• Data for the task:

-=-=-

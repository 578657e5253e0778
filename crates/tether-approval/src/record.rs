use std::collections::HashMap;

use chrono::{DateTime, Utc};
use parking_lot::RwLock;
use serde::{Deserialize, Serialize};

use tether_core::Result;

/// Lifecycle state of a tool approval. Transitions are one-way:
/// `pending` moves to exactly one terminal state and never back.
#[derive(Debug, Clone, Copy, PartialEq, Eq, Serialize, Deserialize)]
#[serde(rename_all = "lowercase")]
pub enum Decision {
    Pending,
    Approved,
    Rejected,
    Timeout,
}

impl Decision {
    pub fn is_terminal(&self) -> bool {
        !matches!(self, Decision::Pending)
    }
}

/// A single approval decision, kept for auditing and crash recovery.
#[derive(Debug, Clone, Serialize, Deserialize)]
pub struct ApprovalRecord {
    /// Random 64-bit hex token.
    pub id: String,
    pub session_id: String,
    pub tool: String,
    /// Tool params captured verbatim at request time.
    #[serde(default, skip_serializing_if = "serde_json::Map::is_empty")]
    pub params: serde_json::Map<String, serde_json::Value>,
    pub decision: Decision,
    pub requested_at: DateTime<Utc>,
    #[serde(default, skip_serializing_if = "Option::is_none")]
    pub decided_at: Option<DateTime<Utc>>,
    #[serde(default, skip_serializing_if = "String::is_empty")]
    pub comment: String,
    /// True when the decision came from a whitelist hit, not a reviewer.
    #[serde(default)]
    pub auto: bool,
}

/// Constrains audit log queries.
#[derive(Debug, Clone, Default)]
pub struct Filter {
    pub session_id: Option<String>,
    pub tool: Option<String>,
    pub decision: Option<Decision>,
    pub since: Option<DateTime<Utc>>,
    pub limit: usize,
}

impl Filter {
    pub fn matches(&self, rec: &ApprovalRecord) -> bool {
        if let Some(sid) = &self.session_id {
            if &rec.session_id != sid {
                return false;
            }
        }
        if let Some(tool) = &self.tool {
            if &rec.tool != tool {
                return false;
            }
        }
        if let Some(decision) = self.decision {
            if rec.decision != decision {
                return false;
            }
        }
        if let Some(since) = self.since {
            if rec.requested_at < since {
                return false;
            }
        }
        true
    }
}

/// Persists approval records and supports queries.
pub trait Store: Send + Sync {
    /// Write the latest version of the record.
    fn append(&self, rec: &ApprovalRecord) -> Result<()>;
    /// Latest known version of every record.
    fn all(&self) -> Vec<ApprovalRecord>;
    /// Filtered view, ordered by request time then id.
    fn query(&self, filter: &Filter) -> Vec<ApprovalRecord>;
    fn close(&self) -> Result<()>;
}

/// In-memory store for tests and ephemeral agents.
#[derive(Default)]
pub struct MemoryStore {
    records: RwLock<HashMap<String, ApprovalRecord>>,
}

impl MemoryStore {
    pub fn new() -> Self {
        Self::default()
    }
}

impl Store for MemoryStore {
    fn append(&self, rec: &ApprovalRecord) -> Result<()> {
        self.records.write().insert(rec.id.clone(), rec.clone());
        Ok(())
    }

    fn all(&self) -> Vec<ApprovalRecord> {
        self.records.read().values().cloned().collect()
    }

    fn query(&self, filter: &Filter) -> Vec<ApprovalRecord> {
        let mut list: Vec<ApprovalRecord> = self
            .records
            .read()
            .values()
            .filter(|r| filter.matches(r))
            .cloned()
            .collect();
        sort_records(&mut list);
        if filter.limit > 0 && list.len() > filter.limit {
            list.truncate(filter.limit);
        }
        list
    }

    fn close(&self) -> Result<()> {
        Ok(())
    }
}

pub(crate) fn sort_records(list: &mut [ApprovalRecord]) {
    list.sort_by(|a, b| {
        a.requested_at
            .cmp(&b.requested_at)
            .then_with(|| a.id.cmp(&b.id))
    });
}

/// Random 64-bit hex token.
pub fn new_record_id() -> String {
    let bytes: [u8; 8] = rand::random();
    let mut out = String::with_capacity(16);
    for b in bytes {
        out.push_str(&format!("{b:02x}"));
    }
    out
}
//! # tether-runtime
//!
//! The execution kernel: the public [`Runtime`] entry point, the bounded
//! agent loop, the tool executor with sandboxing and human-in-the-loop
//! approval, the tool registry with MCP session merge, and the context
//! compactor.

pub mod agent_loop;
pub mod compactor;
pub mod executor;
pub mod registry;
pub mod runtime;
pub mod trace;
pub mod validate;

pub use agent_loop::{AgentLoop, LoopOutcome, RunContext};
pub use compactor::Compactor;
pub use executor::{ExecutorConfig, RunScope, ToolExecutor};
pub use registry::{McpSession, ToolEntry, ToolRegistry, MCP_PREFIX};
pub use runtime::{exit_code, RunHandle, RunRequest, RunResult, Runtime, RuntimeBuilder};
pub use trace::ToolOutputLog;
pub use validate::validate_args;
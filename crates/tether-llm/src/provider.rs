use async_trait::async_trait;
use serde::{Deserialize, Serialize};

use tether_core::{Message, Result, ToolDescriptor};

/// A request to a language model.
#[derive(Debug, Clone)]
pub struct ModelRequest {
    /// Model name, e.g. "tether-large" (provider-specific part).
    pub model: String,
    /// Conversation history.
    pub messages: Vec<Message>,
    /// Tools advertised to the model.
    pub tools: Vec<ToolDescriptor>,
    /// System prompt, separate from messages.
    pub system: Option<String>,
    pub max_tokens: u32,
    pub temperature: Option<f32>,
    pub metadata: serde_json::Map<String, serde_json::Value>,
}

impl Default for ModelRequest {
    fn default() -> Self {
        Self {
            model: String::new(),
            messages: Vec::new(),
            tools: Vec::new(),
            system: None,
            max_tokens: 4096,
            temperature: None,
            metadata: Default::default(),
        }
    }
}

/// A complete (non-streaming) model response.
#[derive(Debug, Clone)]
pub struct ModelResponse {
    pub message: Message,
    pub usage: Usage,
    pub stop_reason: StopReason,
}

impl ModelResponse {
    /// True when the model is finished and emitted no tool calls.
    pub fn done(&self) -> bool {
        self.message.tool_calls.is_empty() && self.stop_reason != StopReason::ToolUse
    }
}

#[derive(Debug, Clone, Copy, PartialEq, Eq, Serialize, Deserialize)]
#[serde(rename_all = "snake_case")]
pub enum StopReason {
    EndTurn,
    MaxTokens,
    ToolUse,
    StopSequence,
    Error,
}

/// A chunk of a streaming response.
#[derive(Debug, Clone)]
pub enum StreamChunk {
    /// Content text delta.
    TextDelta(String),
    /// A tool call was decided.
    ToolCall(tether_core::ToolCall),
    /// Usage stats, sent at end of stream.
    Usage(Usage),
    /// Stream is done.
    Done(StopReason),
    /// An error occurred mid-stream.
    Error(String),
}

/// Token usage statistics.
#[derive(Debug, Clone, Default, Serialize, Deserialize)]
pub struct Usage {
    pub input_tokens: u32,
    pub output_tokens: u32,
    pub cache_tokens: u32,
}

impl Usage {
    pub fn total_tokens(&self) -> u32 {
        self.input_tokens + self.output_tokens + self.cache_tokens
    }

    pub fn merge(&mut self, other: &Usage) {
        self.input_tokens += other.input_tokens;
        self.output_tokens += other.output_tokens;
        self.cache_tokens += other.cache_tokens;
    }
}

/// Trait implemented by every model backend.
#[async_trait]
pub trait Model: Send + Sync {
    /// Backend name for logs.
    fn name(&self) -> &str;

    /// Send a non-streaming request.
    async fn complete(&self, request: &ModelRequest) -> Result<ModelResponse>;

    /// Send a streaming request. Returns a receiver for chunks; the stream
    /// terminates with `Done` (or `Error`).
    async fn complete_stream(
        &self,
        request: &ModelRequest,
    ) -> Result<tokio::sync::mpsc::Receiver<StreamChunk>>;
}

/// Resolves model names to instances.
#[async_trait]
pub trait ModelProvider: Send + Sync {
    fn name(&self) -> &str;

    async fn model(&self, name: &str) -> Result<std::sync::Arc<dyn Model>>;
}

-=-=-

• What is being asked: The records above need copying. Do it exactly.

• Response:
repository 578657e5253e0778
filename crates/tether-approval/src/record.rs
use std::collections::HashMap;

use chrono::{DateTime, Utc};
use parking_lot::RwLock;
use serde::{Deserialize, Serialize};

use tether_core::Result;

/// Lifecycle state of a tool approval. Transitions are one-way:
/// `pending` moves to exactly one terminal state and never back.
#[derive(Debug, Clone, Copy, PartialEq, Eq, Serialize, Deserialize)]
#[serde(rename_all = "lowercase")]
pub enum Decision {
    Pending,
    Approved,
    Rejected,
    Timeout,
}

impl Decision {
    pub fn is_terminal(&self) -> bool {
        !matches!(self, Decision::Pending)
    }
}

/// A single approval decision, kept for auditing and crash recovery.
#[derive(Debug, Clone, Serialize, Deserialize)]
pub struct ApprovalRecord {
    /// Random 64-bit hex token.
    pub id: String,
    pub session_id: String,
    pub tool: String,
    /// Tool params captured verbatim at request time.
    #[serde(default, skip_serializing_if = "serde_json::Map::is_empty")]
    pub params: serde_json::Map<String, serde_json::Value>,
    pub decision: Decision,
    pub requested_at: DateTime<Utc>,
    #[serde(default, skip_serializing_if = "Option::is_none")]
    pub decided_at: Option<DateTime<Utc>>,
    #[serde(default, skip_serializing_if = "String::is_empty")]
    pub comment: String,
    /// True when the decision came from a whitelist hit, not a reviewer.
    #[serde(default)]
    pub auto: bool,
}

/// Constrains audit log queries.
#[derive(Debug, Clone, Default)]
pub struct Filter {
    pub session_id: Option<String>,
    pub tool: Option<String>,
    pub decision: Option<Decision>,
    pub since: Option<DateTime<Utc>>,
    pub limit: usize,
}

impl Filter {
    pub fn matches(&self, rec: &ApprovalRecord) -> bool {
        if let Some(sid) = &self.session_id {
            if &rec.session_id != sid {
                return false;
            }
        }
        if let Some(tool) = &self.tool {
            if &rec.tool != tool {
                return false;
            }
        }
        if let Some(decision) = self.decision {
            if rec.decision != decision {
                return false;
            }
        }
        if let Some(since) = self.since {
            if rec.requested_at < since {
                return false;
            }
        }
        true
    }
}

/// Persists approval records and supports queries.
pub trait Store: Send + Sync {
    /// Write the latest version of the record.
    fn append(&self, rec: &ApprovalRecord) -> Result<()>;
    /// Latest known version of every record.
    fn all(&self) -> Vec<ApprovalRecord>;
    /// Filtered view, ordered by request time then id.
    fn query(&self, filter: &Filter) -> Vec<ApprovalRecord>;
    fn close(&self) -> Result<()>;
}

/// In-memory store for tests and ephemeral agents.
#[derive(Default)]
pub struct MemoryStore {
    records: RwLock<HashMap<String, ApprovalRecord>>,
}

impl MemoryStore {
    pub fn new() -> Self {
        Self::default()
    }
}

impl Store for MemoryStore {
    fn append(&self, rec: &ApprovalRecord) -> Result<()> {
        self.records.write().insert(rec.id.clone(), rec.clone());
        Ok(())
    }

    fn all(&self) -> Vec<ApprovalRecord> {
        self.records.read().values().cloned().collect()
    }

    fn query(&self, filter: &Filter) -> Vec<ApprovalRecord> {
        let mut list: Vec<ApprovalRecord> = self
            .records
            .read()
            .values()
            .filter(|r| filter.matches(r))
            .cloned()
            .collect();
        sort_records(&mut list);
        if filter.limit > 0 && list.len() > filter.limit {
            list.truncate(filter.limit);
        }
        list
    }

    fn close(&self) -> Result<()> {
        Ok(())
    }
}

pub(crate) fn sort_records(list: &mut [ApprovalRecord]) {
    list.sort_by(|a, b| {
        a.requested_at
            .cmp(&b.requested_at)
            .then_with(|| a.id.cmp(&b.id))
    });
}

/// Random 64-bit hex token.
pub fn new_record_id() -> String {
    let bytes: [u8; 8] = rand::random();
    let mut out = String::with_capacity(16);
    for b in bytes {
        out.push_str(&format!("{b:02x}"));
    }
    out
}
//! # tether-runtime
//!
//! The execution kernel: the public [`Runtime`] entry point, the bounded
//! agent loop, the tool executor with sandboxing and human-in-the-loop
//! approval, the tool registry with MCP session merge, and the context
//! compactor.

pub mod agent_loop;
pub mod compactor;
pub mod executor;
pub mod registry;
pub mod runtime;
pub mod trace;
pub mod validate;

pub use agent_loop::{AgentLoop, LoopOutcome, RunContext};
pub use compactor::Compactor;
pub use executor::{ExecutorConfig, RunScope, ToolExecutor};
pub use registry::{McpSession, ToolEntry, ToolRegistry, MCP_PREFIX};
pub use runtime::{exit_code, RunHandle, RunRequest, RunResult, Runtime, RuntimeBuilder};
pub use trace::ToolOutputLog;
pub use validate::validate_args;
filename crates/tether-llm/src/provider.rs
use async_trait::async_trait;
use serde::{Deserialize, Serialize};

use tether_core::{Message, Result, ToolDescriptor};

/// A request to a language model.
#[derive(Debug, Clone)]
pub struct ModelRequest {
    /// Model name, e.g. "tether-large" (provider-specific part).
    pub model: String,
    /// Conversation history.
    pub messages: Vec<Message>,
    /// Tools advertised to the model.
    pub tools: Vec<ToolDescriptor>,
    /// System prompt, separate from messages.
    pub system: Option<String>,
    pub max_tokens: u32,
    pub temperature: Option<f32>,
    pub metadata: serde_json::Map<String, serde_json::Value>,
}

impl Default for ModelRequest {
    fn default() -> Self {
        Self {
            model: String::new(),
            messages: Vec::new(),
            tools: Vec::new(),
            system: None,
            max_tokens: 4096,
            temperature: None,
            metadata: Default::default(),
        }
    }
}

/// A complete (non-streaming) model response.
#[derive(Debug, Clone)]
pub struct ModelResponse {
    pub message: Message,
    pub usage: Usage,
    pub stop_reason: StopReason,
}

impl ModelResponse {
    /// True when the model is finished and emitted no tool calls.
    pub fn done(&self) -> bool {
        self.message.tool_calls.is_empty() && self.stop_reason != StopReason::ToolUse
    }
}

#[derive(Debug, Clone, Copy, PartialEq, Eq, Serialize, Deserialize)]
#[serde(rename_all = "snake_case")]
pub enum StopReason {
    EndTurn,
    MaxTokens,
    ToolUse,
    StopSequence,
    Error,
}

/// A chunk of a streaming response.
#[derive(Debug, Clone)]
pub enum StreamChunk {
    /// Content text delta.
    TextDelta(String),
    /// A tool call was decided.
    ToolCall(tether_core::ToolCall),
    /// Usage stats, sent at end of stream.
    Usage(Usage),
    /// Stream is done.
    Done(StopReason),
    /// An error occurred mid-stream.
    Error(String),
}

/// Token usage statistics.
#[derive(Debug, Clone, Default, Serialize, Deserialize)]
pub struct Usage {
    pub input_tokens: u32,
    pub output_tokens: u32,
    pub cache_tokens: u32,
}

impl Usage {
    pub fn total_tokens(&self) -> u32 {
        self.input_tokens + self.output_tokens + self.cache_tokens
    }

    pub fn merge(&mut self, other: &Usage) {
        self.input_tokens += other.input_tokens;
        self.output_tokens += other.output_tokens;
        self.cache_tokens += other.cache_tokens;
    }
}

/// Trait implemented by every model backend.
#[async_trait]
pub trait Model: Send + Sync {
    /// Backend name for logs.
    fn name(&self) -> &str;

    /// Send a non-streaming request.
    async fn complete(&self, request: &ModelRequest) -> Result<ModelResponse>;

    /// Send a streaming request. Returns a receiver for chunks; the stream
    /// terminates with `Done` (or `Error`).
    async fn complete_stream(
        &self,
        request: &ModelRequest,
    ) -> Result<tokio::sync::mpsc::Receiver<StreamChunk>>;
}

/// Resolves model names to instances.
#[async_trait]
pub trait ModelProvider: Send + Sync {
    fn name(&self) -> &str;

    async fn model(&self, name: &str) -> Result<std::sync::Arc<dyn Model>>;
}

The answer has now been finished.